▶ [Exercise directions]: Output the records in full, exactly as given.

▶ [Supplied records]:
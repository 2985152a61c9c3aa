//! Built-in scalar extractors for RGBA samples
//!
//! Any `FnMut(&T) -> f64` can drive [`crate::transform::reorder`]; these cover
//! the common color channels and HSL components so the command-line driver
//! can select one by name.

use crate::io::error::{SpectraError, unknown_variant};
use image::{Pixel, Rgba};
use std::fmt;
use std::str::FromStr;

/// Named mapping from an RGBA color to a real number
#[derive(Debug, Clone, Copy, PartialEq, Eq)]
pub enum ScalarExtractor {
    /// HSL hue in degrees, `[0, 360)`; 0 for grays
    Hue,
    /// HSL saturation, `[0, 1]`
    Saturation,
    /// HSL lightness, `[0, 1]`
    Brightness,
    /// Perceptual luma as computed by `image`, `[0, 255]`
    Luma,
    /// Red channel, `[0, 255]`
    Red,
    /// Green channel, `[0, 255]`
    Green,
    /// Blue channel, `[0, 255]`
    Blue,
}

const EXTRACTOR_NAMES: &[&str] = &[
    "hue",
    "saturation",
    "brightness",
    "luma",
    "red",
    "green",
    "blue",
];

impl ScalarExtractor {
    /// Every extractor in declaration order
    pub const ALL: [Self; 7] = [
        Self::Hue,
        Self::Saturation,
        Self::Brightness,
        Self::Luma,
        Self::Red,
        Self::Green,
        Self::Blue,
    ];

    /// Evaluate the extractor on one color
    pub fn extract(self, color: &Rgba<u8>) -> f64 {
        let [r, g, b, _] = color.0;
        match self {
            Self::Hue => hsl_hue(r, g, b),
            Self::Saturation => hsl_saturation(r, g, b),
            Self::Brightness => hsl_lightness(r, g, b),
            Self::Luma => f64::from(color.to_luma().0[0]),
            Self::Red => f64::from(r),
            Self::Green => f64::from(g),
            Self::Blue => f64::from(b),
        }
    }

    /// Borrowable closure form for passing to the reorderer
    pub fn as_fn(self) -> impl Fn(&Rgba<u8>) -> f64 {
        move |color| self.extract(color)
    }

    /// Canonical lowercase name
    pub const fn name(self) -> &'static str {
        match self {
            Self::Hue => "hue",
            Self::Saturation => "saturation",
            Self::Brightness => "brightness",
            Self::Luma => "luma",
            Self::Red => "red",
            Self::Green => "green",
            Self::Blue => "blue",
        }
    }
}

impl fmt::Display for ScalarExtractor {
    fn fmt(&self, f: &mut fmt::Formatter<'_>) -> fmt::Result {
        f.write_str(self.name())
    }
}

impl FromStr for ScalarExtractor {
    type Err = SpectraError;

    fn from_str(s: &str) -> Result<Self, Self::Err> {
        let lowered = s.trim().to_ascii_lowercase();
        Self::ALL
            .into_iter()
            .find(|extractor| extractor.name() == lowered)
            .ok_or_else(|| unknown_variant("extractor", s, EXTRACTOR_NAMES))
    }
}

fn normalized(r: u8, g: u8, b: u8) -> (f64, f64, f64, f64, f64) {
    let r = f64::from(r) / 255.0;
    let g = f64::from(g) / 255.0;
    let b = f64::from(b) / 255.0;
    let max = r.max(g).max(b);
    let min = r.min(g).min(b);
    (r, g, b, max, min)
}

fn hsl_hue(r: u8, g: u8, b: u8) -> f64 {
    if r == g && g == b {
        return 0.0;
    }
    let (r, g, b, max, min) = normalized(r, g, b);
    let delta = max - min;

    let sector = if (max - r).abs() < f64::EPSILON {
        (g - b) / delta
    } else if (max - g).abs() < f64::EPSILON {
        2.0 + (b - r) / delta
    } else {
        4.0 + (r - g) / delta
    };

    let degrees = sector * 60.0;
    if degrees < 0.0 { degrees + 360.0 } else { degrees }
}

fn hsl_lightness(r: u8, g: u8, b: u8) -> f64 {
    let (_, _, _, max, min) = normalized(r, g, b);
    (max + min) / 2.0
}

fn hsl_saturation(r: u8, g: u8, b: u8) -> f64 {
    if r == g && g == b {
        return 0.0;
    }
    let (_, _, _, max, min) = normalized(r, g, b);
    let lightness = (max + min) / 2.0;
    if lightness <= 0.5 {
        (max - min) / (max + min)
    } else {
        (max - min) / (2.0 - max - min)
    }
}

▶ [Finished task]:
repository 2985152a61c9c3aa
//! Built-in scalar extractors for RGBA samples
//!
//! Any `FnMut(&T) -> f64` can drive [`crate::transform::reorder`]; these cover
//! the common color channels and HSL components so the command-line driver
//! can select one by name.

use crate::io::error::{SpectraError, unknown_variant};
use image::{Pixel, Rgba};
use std::fmt;
use std::str::FromStr;

/// Named mapping from an RGBA color to a real number
#[derive(Debug, Clone, Copy, PartialEq, Eq)]
pub enum ScalarExtractor {
    /// HSL hue in degrees, `[0, 360)`; 0 for grays
    Hue,
    /// HSL saturation, `[0, 1]`
    Saturation,
    /// HSL lightness, `[0, 1]`
    Brightness,
    /// Perceptual luma as computed by `image`, `[0, 255]`
    Luma,
    /// Red channel, `[0, 255]`
    Red,
    /// Green channel, `[0, 255]`
    Green,
    /// Blue channel, `[0, 255]`
    Blue,
}

const EXTRACTOR_NAMES: &[&str] = &[
    "hue",
    "saturation",
    "brightness",
    "luma",
    "red",
    "green",
    "blue",
];

impl ScalarExtractor {
    /// Every extractor in declaration order
    pub const ALL: [Self; 7] = [
        Self::Hue,
        Self::Saturation,
        Self::Brightness,
        Self::Luma,
        Self::Red,
        Self::Green,
        Self::Blue,
    ];

    /// Evaluate the extractor on one color
    pub fn extract(self, color: &Rgba<u8>) -> f64 {
        let [r, g, b, _] = color.0;
        match self {
            Self::Hue => hsl_hue(r, g, b),
            Self::Saturation => hsl_saturation(r, g, b),
            Self::Brightness => hsl_lightness(r, g, b),
            Self::Luma => f64::from(color.to_luma().0[0]),
            Self::Red => f64::from(r),
            Self::Green => f64::from(g),
            Self::Blue => f64::from(b),
        }
    }

    /// Borrowable closure form for passing to the reorderer
    pub fn as_fn(self) -> impl Fn(&Rgba<u8>) -> f64 {
        move |color| self.extract(color)
    }

    /// Canonical lowercase name
    pub const fn name(self) -> &'static str {
        match self {
            Self::Hue => "hue",
            Self::Saturation => "saturation",
            Self::Brightness => "brightness",
            Self::Luma => "luma",
            Self::Red => "red",
            Self::Green => "green",
            Self::Blue => "blue",
        }
    }
}

impl fmt::Display for ScalarExtractor {
    fn fmt(&self, f: &mut fmt::Formatter<'_>) -> fmt::Result {
        f.write_str(self.name())
    }
}

impl FromStr for ScalarExtractor {
    type Err = SpectraError;

    fn from_str(s: &str) -> Result<Self, Self::Err> {
        let lowered = s.trim().to_ascii_lowercase();
        Self::ALL
            .into_iter()
            .find(|extractor| extractor.name() == lowered)
            .ok_or_else(|| unknown_variant("extractor", s, EXTRACTOR_NAMES))
    }
}

fn normalized(r: u8, g: u8, b: u8) -> (f64, f64, f64, f64, f64) {
    let r = f64::from(r) / 255.0;
    let g = f64::from(g) / 255.0;
    let b = f64::from(b) / 255.0;
    let max = r.max(g).max(b);
    let min = r.min(g).min(b);
    (r, g, b, max, min)
}

fn hsl_hue(r: u8, g: u8, b: u8) -> f64 {
    if r == g && g == b {
        return 0.0;
    }
    let (r, g, b, max, min) = normalized(r, g, b);
    let delta = max - min;

    let sector = if (max - r).abs() < f64::EPSILON {
        (g - b) / delta
    } else if (max - g).abs() < f64::EPSILON {
        2.0 + (b - r) / delta
    } else {
        4.0 + (r - g) / delta
    };

    let degrees = sector * 60.0;
    if degrees < 0.0 { degrees + 360.0 } else { degrees }
}

fn hsl_lightness(r: u8, g: u8, b: u8) -> f64 {
    let (_, _, _, max, min) = normalized(r, g, b);
    (max + min) / 2.0
}

fn hsl_saturation(r: u8, g: u8, b: u8) -> f64 {
    if r == g && g == b {
        return 0.0;
    }
    let (_, _, _, max, min) = normalized(r, g, b);
    let lightness = (max + min) / 2.0;
    if lightness <= 0.5 {
        (max - min) / (max + min)
    } else {
        (max - min) / (2.0 - max - min)
    }
}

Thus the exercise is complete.